Brian Fisher, Chair, Health Creation Alliance
Have you been participating in the online experiences that have mushroomed in response to the pandemic? Have you been clapping for carers? Have you been contacted by a local group, perhaps offering support to collect food and medicines?
The astonishing outpouring of community solidarity, compassion and practical support has brought people together, encouraged confidence, and helped people take more control over their lives and their areas. These initiatives are undoubtedly life-saving in some instances, keeping people in the community when there would otherwise have had to have been an institutional response.
The pandemic has demonstrated the power of community action in health creation.
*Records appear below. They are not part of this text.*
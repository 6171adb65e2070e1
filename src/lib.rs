#![warn(clippy::all)]
#![warn(rust_2018_idioms)]

//! A family of hash sets sharing one contract (`add`, `remove`, `contains`,
//! `len`) under different concurrency-control strategies.
//!
//! All sets store unique elements of a hashable, equality-comparable type in
//! an array of buckets, growing the array when the [resize policy][policy]
//! fires. They differ only in how concurrent mutation is made safe:
//!
//! - [`unsync::HashSet`]: no synchronization at all; the single-threaded
//!   baseline the other variants are measured against.
//! - [`sync::CoarseHashSet`]: one mutex guards the whole table. Simple and
//!   linearizable, but every operation is serialized.
//! - [`sync::StripedHashSet`]: a fixed array of locks, each guarding a
//!   disjoint group of buckets. The table grows; the lock array does not.
//! - [`sync::RefinableHashSet`]: lock striping where the lock array is
//!   resized in step with the table, so lock granularity keeps tracking the
//!   bucket count.
//!
//! [policy]: crate::policy::ResizePolicy
//!
//! # Examples
//!
//! ```rust
//! use lockset::sync::StripedHashSet;
//!
//! use std::thread;
//!
//! const NUM_THREADS: u64 = 4;
//! const KEYS_PER_THREAD: u64 = 100;
//!
//! let set = StripedHashSet::new(16);
//!
//! // To share the same set across threads, clone it. This is a cheap
//! // operation; clones operate on the same underlying set.
//! let threads: Vec<_> = (0..NUM_THREADS)
//!     .map(|i| {
//!         let my_set = set.clone();
//!         thread::spawn(move || {
//!             for key in (i * KEYS_PER_THREAD)..((i + 1) * KEYS_PER_THREAD) {
//!                 assert!(my_set.add(key));
//!             }
//!         })
//!     })
//!     .collect();
//!
//! threads.into_iter().for_each(|t| t.join().expect("Failed"));
//!
//! assert_eq!(set.len(), (NUM_THREADS * KEYS_PER_THREAD) as usize);
//! assert!(set.contains(&0));
//! ```

pub(crate) mod common;
pub mod policy;
pub mod sync;
pub mod unsync;

pub use policy::ResizePolicy;

/// The operations every hash set in this crate supports.
///
/// Mutating methods take `&mut self` so that [`unsync::HashSet`] can
/// implement the trait without interior mutability. The `sync` sets also
/// expose the same operations as inherent methods on `&self`; multi-threaded
/// callers use those, while this trait is what generic single-threaded code
/// (such as the contract tests) is written against.
pub trait Set<T> {
    /// Adds `elem` to the set. Returns `true` if it was absent, and `false`
    /// otherwise.
    fn add(&mut self, elem: T) -> bool;

    /// Removes `elem` from the set. Returns `true` if it was present, and
    /// `false` otherwise.
    fn remove(&mut self, elem: &T) -> bool;

    /// Returns `true` if `elem` is present in the set.
    fn contains(&self, elem: &T) -> bool;

    /// Returns the number of elements in the set.
    fn len(&self) -> usize;

    /// Returns `true` if the set holds no elements.
    fn is_empty(&self) -> bool {
        self.len() == 0
    }
}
This insight is not new, but it may not have been so evident before, certainly not so evident to planners and decision-makers in the NHS. The pandemic is also taking us beyond what we knew before. We have long known that bringing people together, strengthening ties within communities, supporting people to collectively identify the issues that matter to them and then supporting them in finding solutions, in collaboration with the statutory sector – all that has a huge benefit to health. In fact, that face to face community action is about as beneficial as stopping smoking. It promotes both physical and mental health at all ages.
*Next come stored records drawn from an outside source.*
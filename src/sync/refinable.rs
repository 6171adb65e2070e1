use super::{distribute, local_bucket_index, stripe_index, HashSetBuilder};
use crate::{
    common::{
        self,
        table::{bucket_contains, bucket_remove, Bucket},
    },
    policy::ResizePolicy,
    Set,
};

use crossbeam_utils::CachePadded;
use parking_lot::{Mutex, RwLock};
use std::{
    collections::hash_map::RandomState,
    hash::{BuildHasher, Hash},
    hint,
    sync::{
        atomic::{AtomicBool, AtomicUsize, Ordering},
        Arc,
    },
};

/// The stripe array: replaced wholesale on every resize, so a lock is only
/// valid while the array it came from is still the current one.
type Stripes<T> = Arc<[CachePadded<Mutex<Vec<Bucket<T>>>>]>;

/// A thread-safe hash set whose lock array grows with its table.
///
/// Like [`StripedHashSet`][striped-struct], elements are guarded by stripe
/// locks; unlike it, a resize also doubles the number of stripes, so lock
/// granularity keeps tracking the bucket count instead of degrading as the
/// table grows.
///
/// The price is a more involved lock acquisition: because a concurrent
/// resize can swap the whole stripe array between the moment a thread picks
/// its stripe and the moment it acquires the lock, every acquisition is
/// re-validated against the current array and retried if it went stale.
///
/// # Approximate `len`
///
/// [`len`](Self::len) reads a relaxed atomic counter without taking any
/// lock. Under concurrent mutation the value is a best-effort approximation;
/// it is exact once the set is quiescent. Use
/// [`CoarseHashSet`][coarse-struct] if every read must be linearizable.
///
/// [striped-struct]: ./struct.StripedHashSet.html
/// [coarse-struct]: ./struct.CoarseHashSet.html
///
/// # Examples
///
/// ```rust
/// use lockset::sync::RefinableHashSet;
///
/// use std::thread;
///
/// let set = RefinableHashSet::new(4);
///
/// let threads: Vec<_> = (0..4)
///     .map(|i| {
///         // Clones share the same underlying set.
///         let my_set = set.clone();
///         thread::spawn(move || {
///             for key in (i * 100)..((i + 1) * 100) {
///                 my_set.add(key);
///             }
///         })
///     })
///     .collect();
///
/// threads.into_iter().for_each(|t| t.join().expect("Failed"));
///
/// assert_eq!(set.len(), 400);
/// ```
pub struct RefinableHashSet<T, S = RandomState> {
    inner: Arc<Inner<T, S>>,
}

impl<T, S> Clone for RefinableHashSet<T, S> {
    fn clone(&self) -> Self {
        Self {
            inner: Arc::clone(&self.inner),
        }
    }
}

struct Inner<T, S> {
    stripes: RwLock<Stripes<T>>,
    // Raised for the whole duration of a resize. Acquisitions spin on it
    // before touching the stripe array; correctness does not depend on the
    // flag (the identity check below does that), it keeps late-coming
    // threads from piling onto locks that are about to go stale.
    resizing: AtomicBool,
    len: AtomicUsize,
    policy: ResizePolicy,
    build_hasher: S,
}

impl<T> RefinableHashSet<T, RandomState>
where
    T: Hash + Eq,
{
    /// Constructs a new `RefinableHashSet` with `initial_capacity` buckets
    /// and as many stripe locks.
    ///
    /// # Panics
    ///
    /// Panics if `initial_capacity` is zero.
    pub fn new(initial_capacity: usize) -> Self {
        Self::with_everything(
            initial_capacity,
            ResizePolicy::default(),
            RandomState::default(),
        )
    }

    /// Returns a [`HashSetBuilder`][builder-struct], which can build a
    /// `RefinableHashSet` with a custom resize policy or hasher.
    ///
    /// [builder-struct]: ./struct.HashSetBuilder.html
    pub fn builder(initial_capacity: usize) -> HashSetBuilder<RefinableHashSet<T, RandomState>> {
        HashSetBuilder::new(initial_capacity)
    }
}

impl<T, S> RefinableHashSet<T, S>
where
    T: Hash + Eq,
    S: BuildHasher,
{
    pub(crate) fn with_everything(
        initial_capacity: usize,
        policy: ResizePolicy,
        build_hasher: S,
    ) -> Self {
        assert!(initial_capacity > 0, "initial_capacity must not be zero");
        let stripes: Vec<_> = (0..initial_capacity)
            .map(|_| CachePadded::new(Mutex::new(vec![Vec::new()])))
            .collect();
        Self {
            inner: Arc::new(Inner {
                stripes: RwLock::new(stripes.into()),
                resizing: AtomicBool::new(false),
                len: AtomicUsize::new(0),
                policy,
                build_hasher,
            }),
        }
    }

    /// Adds `elem` to the set. Returns `true` if it was absent, and `false`
    /// otherwise.
    pub fn add(&self, elem: T) -> bool {
        let inner = &*self.inner;
        let hash = common::hash(&inner.build_hasher, &elem);

        let resize_hint = inner.with_stripe(hash, |sub, stripe_count| {
            let capacity = sub.len() * stripe_count;
            let local = local_bucket_index(hash, stripe_count, capacity);
            if bucket_contains(&sub[local], &elem) {
                return None;
            }

            sub[local].push(elem);
            inner.len.fetch_add(1, Ordering::Relaxed);

            // A per-stripe sample of the resize policy; the real decision is
            // re-taken on the whole table once every stripe lock is held.
            Some(inner.policy.should_resize(sub.iter().map(Vec::len)))
        });

        match resize_hint {
            None => false,
            Some(resize_hint) => {
                if resize_hint {
                    inner.resize();
                }
                true
            }
        }
    }

    /// Removes `elem` from the set. Returns `true` if it was present, and
    /// `false` otherwise. Removals never shrink the table or the lock array.
    pub fn remove(&self, elem: &T) -> bool {
        let inner = &*self.inner;
        let hash = common::hash(&inner.build_hasher, elem);

        inner.with_stripe(hash, |sub, stripe_count| {
            let capacity = sub.len() * stripe_count;
            let local = local_bucket_index(hash, stripe_count, capacity);
            if bucket_remove(&mut sub[local], elem) {
                inner.len.fetch_sub(1, Ordering::Relaxed);
                true
            } else {
                false
            }
        })
    }

    /// Returns `true` if `elem` is present in the set.
    pub fn contains(&self, elem: &T) -> bool {
        let inner = &*self.inner;
        let hash = common::hash(&inner.build_hasher, elem);

        inner.with_stripe(hash, |sub, stripe_count| {
            let capacity = sub.len() * stripe_count;
            bucket_contains(&sub[local_bucket_index(hash, stripe_count, capacity)], elem)
        })
    }

    /// Returns the number of elements in the set.
    ///
    /// This is a relaxed, lock-free read; see the [type-level
    /// documentation](Self#approximate-len) for what that means under
    /// concurrent mutation.
    pub fn len(&self) -> usize {
        self.inner.len.load(Ordering::Relaxed)
    }

    /// Returns `true` if the set holds no elements, with the same caveat as
    /// [`len`](Self::len).
    pub fn is_empty(&self) -> bool {
        self.len() == 0
    }

    /// Returns the current number of buckets.
    pub fn capacity(&self) -> usize {
        let inner = &*self.inner;
        inner.with_stripe(0, |sub, stripe_count| sub.len() * stripe_count)
    }

    /// Returns the current number of stripe locks.
    pub fn stripe_count(&self) -> usize {
        self.inner.stripes.read().len()
    }
}

impl<T, S> Inner<T, S>
where
    T: Hash + Eq,
    S: BuildHasher,
{
    /// Runs `f` on the sub-table of the stripe covering `hash`, holding a
    /// validated stripe lock.
    ///
    /// This is the optimistic acquisition protocol: pick a lock from the
    /// current stripe array, acquire it, then confirm the array has not been
    /// swapped in the meantime. A lock from a superseded array guards
    /// nothing, so the acquisition is retried from the start.
    fn with_stripe<R>(&self, hash: u64, f: impl FnOnce(&mut Vec<Bucket<T>>, usize) -> R) -> R {
        loop {
            // Keep off the locks while a resize is installing a new array.
            while self.resizing.load(Ordering::Acquire) {
                hint::spin_loop();
            }

            let stripes = Arc::clone(&self.stripes.read());
            let mut sub = stripes[stripe_index(hash, stripes.len())].lock();
            if Arc::ptr_eq(&stripes, &self.stripes.read()) {
                // Still the current array. A resize cannot swap it before we
                // release `sub`, because it must first acquire every lock in
                // the array `sub` belongs to.
                return f(&mut sub, stripes.len());
            }
        }
    }

    /// Doubles the table capacity and the stripe count if the resize policy
    /// still calls for it.
    fn resize(&self) {
        self.resizing.store(true, Ordering::Release);

        let stripes = Arc::clone(&self.stripes.read());
        // Every lock of the current array, in increasing index order, to
        // drain the operations that validated against it.
        let mut guards: Vec<_> = stripes.iter().map(|stripe| stripe.lock()).collect();

        // A racing resize may have swapped the array while we were blocked
        // on its locks; in that case the table has just grown and this
        // attempt is abandoned.
        if !Arc::ptr_eq(&stripes, &self.stripes.read()) {
            drop(guards);
            self.resizing.store(false, Ordering::Release);
            return;
        }

        let stripe_count = stripes.len();
        let capacity = guards[0].len() * stripe_count;
        let should_resize = self
            .policy
            .should_resize(guards.iter().flat_map(|sub| sub.iter().map(Vec::len)));
        if !should_resize {
            drop(guards);
            self.resizing.store(false, Ordering::Release);
            return;
        }

        // Both the table and the lock array double, keeping one lock per
        // `capacity / stripe_count` buckets.
        let new_capacity = capacity * 2;
        let new_stripe_count = stripe_count * 2;

        let mut elements = Vec::with_capacity(self.len.load(Ordering::Relaxed));
        for sub in guards.iter_mut() {
            for bucket in sub.iter_mut() {
                elements.append(bucket);
            }
        }

        let build_hasher = &self.build_hasher;
        let new_stripes: Stripes<T> =
            distribute(elements, new_stripe_count, new_capacity, |elem| {
                common::hash(build_hasher, elem)
            })
            .into_iter()
            .map(|sub| CachePadded::new(Mutex::new(sub)))
            .collect::<Vec<_>>()
            .into();

        *self.stripes.write() = new_stripes;

        // The old locks are released only after the new array is installed,
        // so every waiter re-validates against the new array and retries.
        drop(guards);
        self.resizing.store(false, Ordering::Release);

        #[cfg(feature = "logging")]
        log::trace!(
            "resized refinable hash set table: {} -> {} buckets ({} -> {} stripes)",
            capacity,
            new_capacity,
            stripe_count,
            new_stripe_count
        );
    }
}

impl<T, S> Set<T> for RefinableHashSet<T, S>
where
    T: Hash + Eq,
    S: BuildHasher,
{
    fn add(&mut self, elem: T) -> bool {
        Self::add(self, elem)
    }

    fn remove(&mut self, elem: &T) -> bool {
        Self::remove(self, elem)
    }

    fn contains(&self, elem: &T) -> bool {
        Self::contains(self, elem)
    }

    fn len(&self) -> usize {
        Self::len(self)
    }
}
What this pandemic has taught us is that this benefit probably extends to non-face-to-face contact as well. The evidence on this point has never been clear. Actually, there has been little research on that at all. We can now see that any kind of benign contact can be health-enhancing.
Health is not just an individual, but also a social process.
We have made so many things happen in the last few weeks, with government’s recognition of the importance of society and the investment needed into the state sector. We must commit to embedding these insights. A healthy society requires a healthy state.
The NHS must now work with Local Authorities to make sure that every layer of out of hospital NHS provision is geared to support building community capital, community solidarity . There are many ways of doing this, but a common route is some form of health creating community development. This approach has a long pedigree.
Community development is an essential part of creating health
Community development is a technique that, at it’s best, helps people, usually in a geographical area, to identify the issues that matter most to them. The approach then supports them, often with the statutory sector, in finding solutions that work locally. It is the building up of control that is the key to health creation.
There are examples of community development in many different sectors across the country over many years. Now we need to recognise this activity as an essential part of creating health to understand what works and why and recognise this activity as an essential part of creating health. We need investment into communities to enable development of a systematic approach that enables each community to make it their own, tailored to their area and their communities. We know that that approach builds relationships and builds trust and also has impacts on health inequalities.
When our physical distancing ends, let’s make sure that our social approach shrinks distancing and builds a more human, community approach to keeping us well.